Este Orçamento de Estado seria excelente caso o mundo acabasse em 2019. Como tal não se irá verificar, este não passa de um todo de emblemas eleitorais tendo em vista as próximas eleições.

O actual executivo, liderado por António Costa, ao realizar este OE esqueceu-se (ou não) que um dos conceitos chave em Economia são as flutuações económicas. Vários estudos apontam para uma recessão económica a nível mundial já a partir de 2020. Assim sendo, o que acontecerá a Portugal depois deste Orçamento de “chapa ganha chapa gasta”? Pois bem, uma das noções principais na elaboração de um OE é a sua sustentabilidade económica, ou seja, o facto de estar assente em políticas consideradas estáveis e seguras. O que acontecerá, então, quando o ciclo de crédito se inverter? O que irá suceder ao nosso país quando o BCE começar com o fim do programa de compras? Ou quando o crescimento económico congelar? Estas são algumas questões que gostaria de ver respondidas por parte do Primeiro-Ministro. 

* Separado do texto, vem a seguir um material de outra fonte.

//! Pixel format catalogue
//!
//! The controller fetches layer pixels in one of eight packed encodings. This
//! module names them, knows their sizes, and converts between each packed
//! encoding and the canonical ARGB8888 [`Color`].
//!
//! | Format   | Id | Bits | Layout (msb to lsb)       |
//! |----------|----|------|---------------------------|
//! | ARGB8888 | 0  | 32   | A8 R8 G8 B8               |
//! | RGB888   | 1  | 24   | R8 G8 B8                  |
//! | RGB565   | 2  | 16   | R5 G6 B5                  |
//! | ARGB1555 | 3  | 16   | A1 R5 G5 B5               |
//! | ARGB4444 | 4  | 16   | A4 R4 G4 B4               |
//! | L8       | 5  | 8    | L8 (palette index)        |
//! | AL44     | 6  | 8    | A4 L4                     |
//! | AL88     | 7  | 16   | A8 L8                     |
//!
//! Widening conversions are deterministic: a narrow channel that is non-zero
//! has its vacated low bits filled with ones, a zero channel stays zero, and
//! formats without alpha come out opaque. Luminance maps to the low (blue)
//! byte of the canonical value.
//!
//! ## Example
//!
//! ```
//! use ltdc::{Color, PixelFormat};
//!
//! let packed = PixelFormat::Rgb565.from_canonical(Color(0xFF80_4020));
//! assert_eq!(packed, 0x8204);
//! assert_eq!(PixelFormat::Rgb565.to_canonical(packed), Color(0xFF87_4327));
//! ```

use crate::color::Color;
use crate::error::Error;

/// Layer pixel format
#[derive(Clone, Copy, PartialEq, Eq, Debug, Default, Hash)]
#[repr(u8)]
pub enum PixelFormat {
    /// 32-bit ARGB
    Argb8888 = 0,
    /// 24-bit RGB
    Rgb888 = 1,
    /// 16-bit RGB, 5/6/5
    Rgb565 = 2,
    /// 16-bit ARGB, 1/5/5/5
    Argb1555 = 3,
    /// 16-bit ARGB, 4/4/4/4
    Argb4444 = 4,
    /// 8-bit luminance (palette index)
    #[default]
    L8 = 5,
    /// 8-bit alpha and luminance, 4/4
    Al44 = 6,
    /// 16-bit alpha and luminance, 8/8
    Al88 = 7,
}

impl PixelFormat {
    /// All formats, in identifier order
    pub const ALL: [Self; 8] = [
        Self::Argb8888,
        Self::Rgb888,
        Self::Rgb565,
        Self::Argb1555,
        Self::Argb4444,
        Self::L8,
        Self::Al44,
        Self::Al88,
    ];

    /// Hardware identifier, as written to the pixel format register
    pub const fn id(self) -> u32 {
        self as u32
    }

    /// Size of one pixel in bits
    ///
    /// ```
    /// use ltdc::PixelFormat;
    ///
    /// assert_eq!(PixelFormat::Rgb888.bits_per_pixel(), 24);
    /// assert_eq!(PixelFormat::Al88.bits_per_pixel(), 16);
    /// ```
    pub const fn bits_per_pixel(self) -> u32 {
        match self {
            Self::Argb8888 => 32,
            Self::Rgb888 => 24,
            Self::Rgb565 | Self::Argb1555 | Self::Argb4444 | Self::Al88 => 16,
            Self::L8 | Self::Al44 => 8,
        }
    }

    /// Size of one pixel in bytes
    pub const fn bytes_per_pixel(self) -> u32 {
        self.bits_per_pixel() / 8
    }

    /// Whether pixels are palette indices
    pub const fn uses_palette(self) -> bool {
        matches!(self, Self::L8 | Self::Al44 | Self::Al88)
    }

    /// Widen a packed pixel to canonical ARGB8888
    ///
    /// Bits above the format's width are ignored.
    pub const fn to_canonical(self, raw: u32) -> Color {
        let c = raw;
        let argb = match self {
            Self::Argb8888 => c,
            Self::Rgb888 => (c & 0x00FF_FFFF) | 0xFF00_0000,
            Self::Rgb565 => {
                let mut out = 0xFF00_0000;
                if c & 0x001F != 0 {
                    out |= ((c & 0x001F) << 3) | 0x07;
                }
                if c & 0x07E0 != 0 {
                    out |= ((c & 0x07E0) << 5) | 0x0300;
                }
                if c & 0xF800 != 0 {
                    out |= ((c & 0xF800) << 8) | 0x0007_0000;
                }
                out
            }
            Self::Argb1555 => {
                let mut out = 0;
                if c & 0x001F != 0 {
                    out |= ((c & 0x001F) << 3) | 0x07;
                }
                if c & 0x03E0 != 0 {
                    out |= ((c & 0x03E0) << 6) | 0x0700;
                }
                if c & 0x7C00 != 0 {
                    out |= ((c & 0x7C00) << 9) | 0x0007_0000;
                }
                if c & 0x8000 != 0 {
                    out |= 0xFF00_0000;
                }
                out
            }
            Self::Argb4444 => {
                let mut out = 0;
                if c & 0x000F != 0 {
                    out |= ((c & 0x000F) << 4) | 0x0F;
                }
                if c & 0x00F0 != 0 {
                    out |= ((c & 0x00F0) << 8) | 0x0F00;
                }
                if c & 0x0F00 != 0 {
                    out |= ((c & 0x0F00) << 12) | 0x000F_0000;
                }
                if c & 0xF000 != 0 {
                    out |= ((c & 0xF000) << 16) | 0x0F00_0000;
                }
                out
            }
            Self::L8 => (c & 0xFF) | 0xFF00_0000,
            Self::Al44 => {
                let mut out = 0;
                if c & 0x0F != 0 {
                    out |= ((c & 0x0F) << 4) | 0x0F;
                }
                if c & 0xF0 != 0 {
                    out |= ((c & 0xF0) << 24) | 0x0F00_0000;
                }
                out
            }
            Self::Al88 => (c & 0xFF) | ((c & 0xFF00) << 16),
        };
        Color(argb)
    }

    /// Narrow a canonical color to this format, truncating low bits
    pub const fn from_canonical(self, color: Color) -> u32 {
        let c = color.0;
        match self {
            Self::Argb8888 => c,
            Self::Rgb888 => c & 0x00FF_FFFF,
            Self::Rgb565 => ((c & 0xF8) >> 3) | ((c & 0xFC00) >> 5) | ((c & 0x00F8_0000) >> 8),
            Self::Argb1555 => {
                ((c & 0xF8) >> 3)
                    | ((c & 0xF800) >> 6)
                    | ((c & 0x00F8_0000) >> 9)
                    | ((c & 0x8000_0000) >> 16)
            }
            Self::Argb4444 => {
                ((c & 0xF0) >> 4)
                    | ((c & 0xF000) >> 8)
                    | ((c & 0x00F0_0000) >> 12)
                    | ((c & 0xF000_0000) >> 16)
            }
            Self::L8 => c & 0xFF,
            Self::Al44 => ((c & 0xF0) >> 4) | ((c & 0xF000_0000) >> 24),
            Self::Al88 => (c & 0xFF) | ((c & 0xFF00_0000) >> 16),
        }
    }
}

impl TryFrom<u32> for PixelFormat {
    type Error = Error;

    fn try_from(raw: u32) -> Result<Self, Self::Error> {
        Self::ALL
            .get(raw as usize)
            .copied()
            .ok_or(Error::InvalidPixelFormat(raw))
    }
}

#[cfg(test)]
mod tests {
    use super::*;

    #[test]
    fn test_identifiers_match_table_order() {
        for (id, format) in PixelFormat::ALL.iter().enumerate() {
            assert_eq!(format.id(), id as u32);
            assert_eq!(PixelFormat::try_from(id as u32).unwrap(), *format);
        }
    }

    #[test]
    fn test_unknown_identifier_rejected() {
        assert_eq!(PixelFormat::try_from(8), Err(Error::InvalidPixelFormat(8)));
    }

    #[test]
    fn test_bytes_per_pixel() {
        let bytes: [u32; 8] = PixelFormat::ALL.map(PixelFormat::bytes_per_pixel);
        assert_eq!(bytes, [4, 3, 2, 2, 2, 1, 1, 2]);
    }

    #[test]
    fn test_rgb565_keeps_top_bits() {
        let original = Color(0xFF80_4020);
        let back = PixelFormat::Rgb565.to_canonical(PixelFormat::Rgb565.from_canonical(original));
        assert_eq!(back.red() & 0xF8, original.red() & 0xF8);
        assert_eq!(back.green() & 0xFC, original.green() & 0xFC);
        assert_eq!(back.blue() & 0xF8, original.blue() & 0xF8);
        assert_eq!(back.alpha(), 0xFF);
    }

    #[test]
    fn test_zero_channels_stay_zero() {
        assert_eq!(PixelFormat::Rgb565.to_canonical(0), Color::BLACK);
        assert_eq!(PixelFormat::Argb1555.to_canonical(0), Color::TRANSPARENT);
        assert_eq!(PixelFormat::Argb4444.to_canonical(0), Color::TRANSPARENT);
        assert_eq!(PixelFormat::Al44.to_canonical(0), Color::TRANSPARENT);
    }

    #[test]
    fn test_full_channels_saturate() {
        assert_eq!(PixelFormat::Rgb565.to_canonical(0xFFFF), Color::WHITE);
        assert_eq!(PixelFormat::Argb1555.to_canonical(0xFFFF), Color::WHITE);
        assert_eq!(PixelFormat::Argb4444.to_canonical(0xFFFF), Color::WHITE);
    }

    #[test]
    fn test_argb1555_alpha_bit() {
        assert_eq!(PixelFormat::Argb1555.from_canonical(Color(0x8000_0000)), 0x8000);
        assert_eq!(PixelFormat::Argb1555.from_canonical(Color(0x7FFF_FFFF)), 0x7FFF);
        assert_eq!(PixelFormat::Argb1555.to_canonical(0x8000), Color::BLACK);
    }

    #[test]
    fn test_luminance_formats_use_low_byte() {
        assert_eq!(PixelFormat::L8.from_canonical(Color(0x1234_5678)), 0x78);
        assert_eq!(PixelFormat::L8.to_canonical(0x78), Color(0xFF00_0078));
        assert_eq!(PixelFormat::Al88.from_canonical(Color(0x1234_5678)), 0x1278);
        assert_eq!(PixelFormat::Al88.to_canonical(0x1278), Color(0x1200_0078));
        assert_eq!(PixelFormat::Al44.from_canonical(Color(0xA000_00B0)), 0xAB);
        assert_eq!(PixelFormat::Al44.to_canonical(0xAB), Color(0xAF00_00BF));
    }

    #[test]
    fn test_rgb888_is_opaque() {
        assert_eq!(PixelFormat::Rgb888.from_canonical(Color(0x0011_2233)), 0x11_2233);
        assert_eq!(PixelFormat::Rgb888.to_canonical(0x11_2233), Color(0xFF11_2233));
    }
}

Por outro lado, não é compreensível o facto de este OE não dar prioridade a temas como o da mobilidade, ou a uma política de habitação que promova e estimule o desenvolvimento académico dos jovens como nós.

Para se verificar de facto um aumento do poder de compra por parte das famílias, seria necessário a revisão das tabelas de IRS para o ano de 2019. Consequentemente, todos aqueles que estariam perto do limite do seu escalão e beneficiariam de um aumento salarial, acabarão por sair prejudicados. 

Por fim, gostaria de terminar este artigo de opinião com um trocadilho que vi há poucos dias na Internet, e que está total e realmente relacionado com as políticas deste Governo de António Costa – Especialidade do dia: compre uma cerveja pelo preço de duas e receba a segunda totalmente grátis!